In the absence of commitment to harmonization—having content in the same place across protocols—R&D organizations will continue to struggle with protocols that will become increasingly complex and difficult to navigate. Since many industry sponsors, clinical research organizations, and academic institutions develop their own template, an approach to protocol authoring, there may be unnecessary time spent providing clarifications and creating major amendments. In addition to delays, this also creates a quality risk as a function of protocol deviations. However, clinical trial sponsors, investigators, and regulators are aligned on the collective goal to collaborate on a model clinical trial protocol template with a common structure that all stakeholder groups can interpret in the same way. Such a template must be streamlined and consistent, enable model language for important protocol content for all study phases and include endpoints and study procedures that map directly to study objectives.

Fortunately, we’re making progress in harmonized protocol development as organizations such as TransCelerate are addressing this pressing need in clinical research by identifying key principles needed to create a protocol template through its Common Protocol Template (CPT) Initiative. The idea behind this effort is grounded in the organization’s mission: when the industry streamlines and harmonizes processes, burden is reduced and the road to innovation is paved. In short, the CPT is a means to facilitate creativity in clinical research.

A common protocol template is just the beginning. This entire process is being modernized—it’s going digital, becoming cloud-based computable and reusable from site to site. Not only is the industry moving toward a digitally-enabled protocol, but patient-centricity is also driving how protocols are being developed. For example, biopharma companies are leveraging technology to run contests to obtain feedback from patients on trial design, informed consent forms (ICFs) and the trial protocol itself—one great example includes TransCelerate Member Company Eli Lilly’s Clinical Trial Visualization Redesign Challenge. To ensure participant needs are ultimately met, patient and public involvement in protocol development is greatly needed to truly help shape clinical trial protocols for the better.

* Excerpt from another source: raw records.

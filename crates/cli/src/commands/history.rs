use crate::commands::CommandResult;
use banter_core::config::{AppConfig, LoadOptions};
use banter_core::domain::conversation::{ConversationId, Message};
use banter_db::{connect_with_settings, migrations, CheckpointRepository, SqlCheckpointRepository};

pub fn run(conversation: &str) -> CommandResult {
    let config = match AppConfig::load(LoadOptions::default()) {
        Ok(config) => config,
        Err(error) => {
            return CommandResult::failure(
                "history",
                "config_validation",
                format!("configuration issue: {error}"),
                2,
            );
        }
    };

    let runtime = match tokio::runtime::Builder::new_current_thread().enable_all().build() {
        Ok(runtime) => runtime,
        Err(error) => {
            return CommandResult::failure(
                "history",
                "runtime_init",
                format!("failed to initialize async runtime: {error}"),
                3,
            );
        }
    };

    let result = runtime.block_on(async {
        let pool = connect_with_settings(
            &config.database.url,
            config.database.max_connections,
            config.database.timeout_secs,
        )
        .await
        .map_err(|error| ("db_connectivity", error.to_string(), 4u8))?;
        migrations::run_pending(&pool)
            .await
            .map_err(|error| ("migration", error.to_string(), 5u8))?;

        let repository = SqlCheckpointRepository::new(pool.clone());
        let state = repository
            .load(&ConversationId(conversation.to_string()))
            .await
            .map_err(|error| ("history_read", error.to_string(), 6u8))?;

        pool.close().await;
        Ok::<_, (&'static str, String, u8)>(state)
    });

    match result {
        Ok(Some(state)) => CommandResult::success("history", render(conversation, &state.messages)),
        Ok(None) => CommandResult::success(
            "history",
            format!("no stored messages for conversation `{conversation}`"),
        ),
        Err((error_class, message, exit_code)) => {
            CommandResult::failure("history", error_class, message, exit_code)
        }
    }
}

fn render(conversation: &str, messages: &[Message]) -> String {
    if messages.is_empty() {
        return format!("no stored messages for conversation `{conversation}`");
    }

    let mut lines =
        vec![format!("{} stored message(s) for conversation `{conversation}`:", messages.len())];
    for message in messages {
        lines.push(format!("  - [{}] {}", message.role.as_str(), describe(message)));
    }
    lines.join("\n")
}

fn describe(message: &Message) -> String {
    if message.content.is_empty() && !message.tool_calls.is_empty() {
        let names: Vec<&str> = message.tool_calls.iter().map(|call| call.name.as_str()).collect();
        return format!("(requested tools: {})", names.join(", "));
    }
    message.content.clone()
}
use std::env;
use std::sync::{Mutex, OnceLock};

use banter_cli::commands::{chat, clear, doctor, history, migrate};
use serde_json::Value;

#[test]
fn migrate_returns_success_with_valid_env() {
    with_env(
        &[
            ("BANTER_DATABASE_URL", "sqlite::memory:"),
            ("BANTER_DATABASE_MAX_CONNECTIONS", "1"),
        ],
        || {
            let result = migrate::run();
            assert_eq!(result.exit_code, 0, "expected successful migrate run");

            let payload = parse_payload(&result.output);
            assert_eq!(payload["command"], "migrate");
            assert_eq!(payload["status"], "ok");
        },
    );
}

#[test]
fn migrate_returns_config_failure_with_unusable_provider_url() {
    with_env(&[("BANTER_LLM_BASE_URL", "ftp://models.internal")], || {
        let result = migrate::run();
        assert_eq!(result.exit_code, 2, "expected config validation failure code");

        let payload = parse_payload(&result.output);
        assert_eq!(payload["command"], "migrate");
        assert_eq!(payload["status"], "error");
        assert_eq!(payload["error_class"], "config_validation");
    });
}

#[test]
fn doctor_passes_all_checks_with_valid_env() {
    with_env(
        &[
            ("BANTER_DATABASE_URL", "sqlite::memory:"),
            ("BANTER_DATABASE_MAX_CONNECTIONS", "1"),
        ],
        || {
            let report: Value = serde_json::from_str(&doctor::run(true))
                .expect("doctor --json should emit valid JSON");

            assert_eq!(report["overall_status"], "pass");
            let checks = report["checks"].as_array().expect("checks should be an array");
            let names: Vec<&str> =
                checks.iter().filter_map(|check| check["name"].as_str()).collect();
            assert_eq!(names, ["config_validation", "model_registry", "database_connectivity"]);
            assert!(checks.iter().all(|check| check["status"] == "pass"));
        },
    );
}

#[test]
fn doctor_renders_human_output_with_summary_first() {
    with_env(
        &[
            ("BANTER_DATABASE_URL", "sqlite::memory:"),
            ("BANTER_DATABASE_MAX_CONNECTIONS", "1"),
        ],
        || {
            let output = doctor::run(false);
            let first_line = output.lines().next().unwrap_or_default();

            assert_eq!(first_line, "doctor: all readiness checks passed");
            assert!(output.contains("- [ok] model_registry:"));
            assert!(output.contains("- [ok] database_connectivity:"));
        },
    );
}

#[test]
fn doctor_skips_downstream_checks_when_config_is_invalid() {
    with_env(&[("BANTER_LLM_BASE_URL", "ftp://models.internal")], || {
        let report: Value =
            serde_json::from_str(&doctor::run(true)).expect("doctor --json should emit valid JSON");

        assert_eq!(report["overall_status"], "fail");
        let checks = report["checks"].as_array().expect("checks should be an array");
        assert_eq!(checks[0]["name"], "config_validation");
        assert_eq!(checks[0]["status"], "fail");
        assert_eq!(checks[1]["status"], "skipped");
        assert_eq!(checks[2]["status"], "skipped");
    });
}

#[test]
fn history_reports_an_empty_conversation() {
    with_env(
        &[
            ("BANTER_DATABASE_URL", "sqlite::memory:"),
            ("BANTER_DATABASE_MAX_CONNECTIONS", "1"),
        ],
        || {
            let result = history::run("support-1042");
            assert_eq!(result.exit_code, 0, "expected history read to succeed");

            let payload = parse_payload(&result.output);
            assert_eq!(payload["command"], "history");
            assert_eq!(payload["status"], "ok");

            let message = payload["message"].as_str().unwrap_or("");
            assert!(message.contains("no stored messages for conversation `support-1042`"));
        },
    );
}

#[test]
fn clear_is_idempotent_across_runs() {
    with_env(
        &[
            ("BANTER_DATABASE_URL", "sqlite::memory:"),
            ("BANTER_DATABASE_MAX_CONNECTIONS", "1"),
        ],
        || {
            let first = clear::run("support-1042");
            assert_eq!(first.exit_code, 0, "expected first clear invocation success");
            let first_payload = parse_payload(&first.output);
            assert_eq!(first_payload["command"], "clear");
            assert_eq!(first_payload["status"], "ok");

            let second = clear::run("support-1042");
            assert_eq!(second.exit_code, 0, "expected second clear invocation success");
            let second_payload = parse_payload(&second.output);
            assert_eq!(second_payload["command"], "clear");
            assert_eq!(second_payload["status"], "ok");

            assert_eq!(first_payload["message"], second_payload["message"]);
        },
    );
}

#[test]
fn chat_returns_config_failure_with_unusable_provider_url() {
    with_env(&[("BANTER_LLM_BASE_URL", "ftp://models.internal")], || {
        let result = chat::run("hello", "support-1042", "operator", false);
        assert_eq!(result.exit_code, 2, "expected config validation failure code");

        let payload = parse_payload(&result.output);
        assert_eq!(payload["command"], "chat");
        assert_eq!(payload["status"], "error");
        assert_eq!(payload["error_class"], "config_validation");
    });
}

fn parse_payload(output: &str) -> Value {
    serde_json::from_str(output).expect("command output should be valid JSON")
}

fn with_env(vars: &[(&str, &str)], test_fn: impl FnOnce()) {
    static ENV_LOCK: OnceLock<Mutex<()>> = OnceLock::new();
    let _guard =
        ENV_LOCK.get_or_init(|| Mutex::new(())).lock().expect("env mutex should not be poisoned");

    let keys = [
        "BANTER_DATABASE_URL",
        "BANTER_DATABASE_MAX_CONNECTIONS",
        "BANTER_DATABASE_TIMEOUT_SECS",
        "BANTER_LLM_BASE_URL",
        "BANTER_LLM_API_KEY",
        "BANTER_LLM_TIMEOUT_SECS",
        "BANTER_LLM_MODELS",
        "BANTER_AGENT_SYSTEM_PROMPT",
        "BANTER_AGENT_MAX_TOOL_ROUNDS",
        "BANTER_AGENT_MAX_ATTEMPTS_PER_MODEL",
        "BANTER_AGENT_RETRY_BASE_DELAY_MS",
        "BANTER_MEMORY_MODE",
        "BANTER_SERVER_BIND_ADDRESS",
        "BANTER_SERVER_HEALTH_CHECK_PORT",
        "BANTER_SERVER_GRACEFUL_SHUTDOWN_SECS",
        "BANTER_LOGGING_LEVEL",
        "BANTER_LOGGING_FORMAT",
        "BANTER_LOG_LEVEL",
        "BANTER_LOG_FORMAT",
    ];

    let previous_values: Vec<(&str, Option<String>)> =
        keys.iter().map(|key| (*key, env::var(key).ok())).collect();

    for key in &keys {
        env::remove_var(key);
    }
    for (key, value) in vars {
        env::set_var(key, value);
    }

    test_fn();

    for (key, value) in previous_values {
        if let Some(value) = value {
            env::set_var(key, value);
        } else {
            env::remove_var(key);
        }
    }
}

With the support of its Member Companies, TransCelerate extensively reviewed practices and protocols across its membership and solicited inputs from health authorities, sites, and ethics committees to issue a model way to articulate clinical protocols. Further harmonization was achieved recently, by aligning efforts with the NIH and the Food and Drug Administration (FDA), particularly, aligning and modernizing protocol templates in this manner will help maintain the overall quality of protocols, enable efficient review processes and elevate patient safety.

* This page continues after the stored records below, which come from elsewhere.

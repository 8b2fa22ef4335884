use std::time::Duration;

use sqlx::sqlite::SqlitePoolOptions;

use banter_core::config::DatabaseConfig;

pub type DbPool = sqlx::SqlitePool;

pub async fn connect(database_url: &str) -> Result<DbPool, sqlx::Error> {
    connect_with_settings(database_url, 5, 30).await
}

pub async fn connect_from_config(config: &DatabaseConfig) -> Result<DbPool, sqlx::Error> {
    connect_with_settings(&config.url, config.max_connections, config.timeout_secs).await
}

pub async fn connect_with_settings(
    database_url: &str,
    max_connections: u32,
    timeout_secs: u64,
) -> Result<DbPool, sqlx::Error> {
    SqlitePoolOptions::new()
        .max_connections(max_connections.max(1))
        .acquire_timeout(Duration::from_secs(timeout_secs.max(1)))
        .after_connect(|conn, _meta| {
            Box::pin(async move {
                sqlx::query("PRAGMA foreign_keys = ON").execute(&mut *conn).await?;
                sqlx::query("PRAGMA journal_mode = WAL").execute(&mut *conn).await?;
                sqlx::query("PRAGMA busy_timeout = 5000").execute(&mut *conn).await?;
                Ok(())
            })
        })
        .connect(database_url)
        .await
}
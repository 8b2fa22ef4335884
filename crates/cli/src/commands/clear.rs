use crate::commands::CommandResult;
use banter_core::config::{AppConfig, LoadOptions};
use banter_core::domain::conversation::ConversationId;
use banter_db::{connect_with_settings, migrations, CheckpointRepository, SqlCheckpointRepository};

pub fn run(conversation: &str) -> CommandResult {
    let config = match AppConfig::load(LoadOptions::default()) {
        Ok(config) => config,
        Err(error) => {
            return CommandResult::failure(
                "clear",
                "config_validation",
                format!("configuration issue: {error}"),
                2,
            );
        }
    };

    let runtime = match tokio::runtime::Builder::new_current_thread().enable_all().build() {
        Ok(runtime) => runtime,
        Err(error) => {
            return CommandResult::failure(
                "clear",
                "runtime_init",
                format!("failed to initialize async runtime: {error}"),
                3,
            );
        }
    };

    let result = runtime.block_on(async {
        let pool = connect_with_settings(
            &config.database.url,
            config.database.max_connections,
            config.database.timeout_secs,
        )
        .await
        .map_err(|error| ("db_connectivity", error.to_string(), 4u8))?;
        migrations::run_pending(&pool)
            .await
            .map_err(|error| ("migration", error.to_string(), 5u8))?;

        let repository = SqlCheckpointRepository::new(pool.clone());
        repository
            .clear(&ConversationId(conversation.to_string()))
            .await
            .map_err(|error| ("history_clear", error.to_string(), 6u8))?;

        pool.close().await;
        Ok::<(), (&'static str, String, u8)>(())
    });

    match result {
        Ok(()) => CommandResult::success(
            "clear",
            format!("cleared stored history for conversation `{conversation}`"),
        ),
        Err((error_class, message, exit_code)) => {
            CommandResult::failure("clear", error_class, message, exit_code)
        }
    }
}
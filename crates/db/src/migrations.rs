use sqlx::migrate::{MigrateError, Migrator};

use crate::DbPool;

pub static MIGRATOR: Migrator = sqlx::migrate!("../../migrations");

pub async fn run_pending(pool: &DbPool) -> Result<(), MigrateError> {
    MIGRATOR.run(pool).await
}
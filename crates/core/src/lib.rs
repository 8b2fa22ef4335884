pub mod audit;
pub mod config;
pub mod domain;
pub mod errors;
pub mod registry;
pub mod retry;

pub use audit::{AuditCategory, AuditEvent, AuditOutcome, AuditSink, InMemoryAuditSink, TracingAuditSink};
pub use config::{AppConfig, ConfigError, ConfigOverrides, LoadOptions, LogFormat, MemoryMode};
pub use domain::conversation::{
    ConversationId, ConversationState, Message, MessageRole, ToolCallRequest, TurnCursor, UserId,
};
pub use domain::model::{ModelConfig, ModelName, ReasoningEffort};
pub use errors::{ApplicationError, DomainError, InterfaceError};
pub use registry::ModelRegistry;
pub use retry::{FailureClass, RetryPolicy};
//! Agent Runtime - resilient LLM invocation and conversation orchestration
//!
//! This crate is the "brain" of the banter service - the runtime that:
//! - Invokes chat-completion models with retry and cross-model fallback
//! - Alternates between asking the model and executing requested tools
//! - Checkpoints conversation state after every state-machine transition
//! - Streams partial tokens while keeping durable history consistent
//!
//! # Architecture
//!
//! A turn runs a constrained loop:
//! 1. **Model Invocation** (`llm`, `invoker`) - One HTTP call per attempt,
//!    classified failures, backoff and registry-order fallback on top
//! 2. **Tool Execution** (`tools`) - Schema-validated calls whose failures
//!    come back as structured payloads the model can read
//! 3. **State Machine** (`runtime`) - chat ↔ tool_call transitions, each
//!    one checkpointed before control returns
//! 4. **Memory** (`memory`) - Recalled snippets injected into the system
//!    prompt; new facts stored off the critical path
//!
//! # Key Types
//!
//! - `AgentRuntime` - Turn orchestrator (see `runtime` module)
//! - `LlmClient` - Pluggable trait for OpenAI-compatible providers
//! - `ResilientInvoker` - Retry/fallback policy around any `LlmClient`
//!
//! # Resilience Principle
//!
//! Failures are classified once, at the provider boundary. Retryable ones
//! are retried and escalated across the registry; fatal ones surface
//! immediately. The conversation is left checkpointable either way.

pub mod invoker;
pub mod llm;
pub mod memory;
pub mod runtime;
pub mod tools;
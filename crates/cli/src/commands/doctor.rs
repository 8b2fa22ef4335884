use banter_core::config::{AppConfig, LoadOptions};
use banter_core::registry::ModelRegistry;
use banter_db::connect_with_settings;
use serde::Serialize;

#[derive(Clone, Copy, Debug, PartialEq, Eq, Serialize)]
#[serde(rename_all = "snake_case")]
enum CheckStatus {
    Pass,
    Fail,
    Skipped,
}

#[derive(Debug, Serialize)]
struct DoctorCheck {
    name: &'static str,
    status: CheckStatus,
    details: String,
}

#[derive(Debug, Serialize)]
struct DoctorReport {
    overall_status: CheckStatus,
    summary: String,
    checks: Vec<DoctorCheck>,
}

pub fn run(json_output: bool) -> String {
    let report = build_report();

    if json_output {
        return serde_json::to_string_pretty(&report).unwrap_or_else(|error| {
            format!(
                "{{\"overall_status\":\"fail\",\"summary\":\"doctor serialization failed\",\"error\":\"{}\"}}",
                escape_json(&error.to_string())
            )
        });
    }

    render_human(&report)
}

fn build_report() -> DoctorReport {
    let mut checks = Vec::new();

    match AppConfig::load(LoadOptions::default()) {
        Ok(config) => {
            checks.push(DoctorCheck {
                name: "config_validation",
                status: CheckStatus::Pass,
                details: "configuration loaded and validated".to_string(),
            });
            checks.push(check_model_registry(&config));
            checks.push(check_database_connectivity(&config));
        }
        Err(error) => {
            checks.push(DoctorCheck {
                name: "config_validation",
                status: CheckStatus::Fail,
                details: error.to_string(),
            });
            checks.push(DoctorCheck {
                name: "model_registry",
                status: CheckStatus::Skipped,
                details: "skipped because configuration did not load".to_string(),
            });
            checks.push(DoctorCheck {
                name: "database_connectivity",
                status: CheckStatus::Skipped,
                details: "skipped because configuration did not load".to_string(),
            });
        }
    }

    let all_pass = checks.iter().all(|check| check.status == CheckStatus::Pass);
    let overall_status = if all_pass { CheckStatus::Pass } else { CheckStatus::Fail };
    let summary = if all_pass {
        "doctor: all readiness checks passed".to_string()
    } else {
        "doctor: one or more readiness checks failed".to_string()
    };

    DoctorReport { overall_status, summary, checks }
}

fn check_model_registry(config: &AppConfig) -> DoctorCheck {
    match ModelRegistry::new(config.llm.models.clone()) {
        Ok(registry) => {
            let front = registry
                .list_models()
                .first()
                .map(|model| model.name.0.clone())
                .unwrap_or_default();
            DoctorCheck {
                name: "model_registry",
                status: CheckStatus::Pass,
                details: format!(
                    "{} model(s) registered, `{front}` first in fallback order",
                    registry.len()
                ),
            }
        }
        Err(error) => DoctorCheck {
            name: "model_registry",
            status: CheckStatus::Fail,
            details: error.to_string(),
        },
    }
}

fn check_database_connectivity(config: &AppConfig) -> DoctorCheck {
    let runtime = match tokio::runtime::Builder::new_current_thread().enable_all().build() {
        Ok(runtime) => runtime,
        Err(error) => {
            return DoctorCheck {
                name: "database_connectivity",
                status: CheckStatus::Fail,
                details: format!("failed to initialize async runtime: {error}"),
            };
        }
    };

    let result = runtime.block_on(async {
        let pool = connect_with_settings(
            &config.database.url,
            config.database.max_connections,
            config.database.timeout_secs,
        )
        .await
        .map_err(|error| format!("failed to connect to database: {error}"))?;

        pool.close().await;
        Ok::<(), String>(())
    });

    match result {
        Ok(()) => DoctorCheck {
            name: "database_connectivity",
            status: CheckStatus::Pass,
            details: format!("connected using `{}`", config.database.url),
        },
        Err(error) => {
            DoctorCheck { name: "database_connectivity", status: CheckStatus::Fail, details: error }
        }
    }
}

fn render_human(report: &DoctorReport) -> String {
    let mut lines = Vec::new();
    lines.push(report.summary.clone());

    for check in &report.checks {
        let marker = match check.status {
            CheckStatus::Pass => "ok",
            CheckStatus::Fail => "fail",
            CheckStatus::Skipped => "skip",
        };
        lines.push(format!("- [{marker}] {}: {}", check.name, check.details));
    }

    lines.join("\n")
}

fn escape_json(value: &str) -> String {
    value.replace('\\', "\\\\").replace('"', "\\\"")
}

TransCelerate has worked diligently over the past few years to address pain points in protocol-related issues that have been voiced by investigator sites, regulators, trial sponsors, and patients. Should industry-wide adoption of a technology-enabled CPT occur, the benefits would be seen across numerous stakeholder groups:

  • A level of increased consistency between sponsor protocols from site to site
  • Reduction in human error further eliminating errors that slow trials and increase complexity for regulators
  • A decreased need for burdensome workflow documentation that overwhelm sites
  • Improved access to streamlined and organized clinical trial protocols between various sites
  • Decreased complexity in the review process to streamline efforts for regulators
  • Increased ease in data interpretation for regulators
  • Improved communication across sites and between patients
  • Greater patient access to protocol information
  • Greater efficiency in the overall drug development process, benefiting all stakeholders

In addition to the benefits stated above, the consistency achieved through this effort is foundational for introducing digital solutions to drive higher quality and improving efficiency for all stakeholders.   Enabled by emerging technology it is anticipated that leveraging this type of harmonization and connecting it to critical downstream processes related to study planning, clinical trial execution and reporting will accelerate the delivery of important medicines to patients.

 

Rob DiCicco, PharmD, is part of Clinical Innovation and Digital Platforms at GSK and is the TransCelerate Common Protocol Template (CPT) Initiative Leader. He can be reached at Rob.DiCicco@transceleratebiopharmainc.com.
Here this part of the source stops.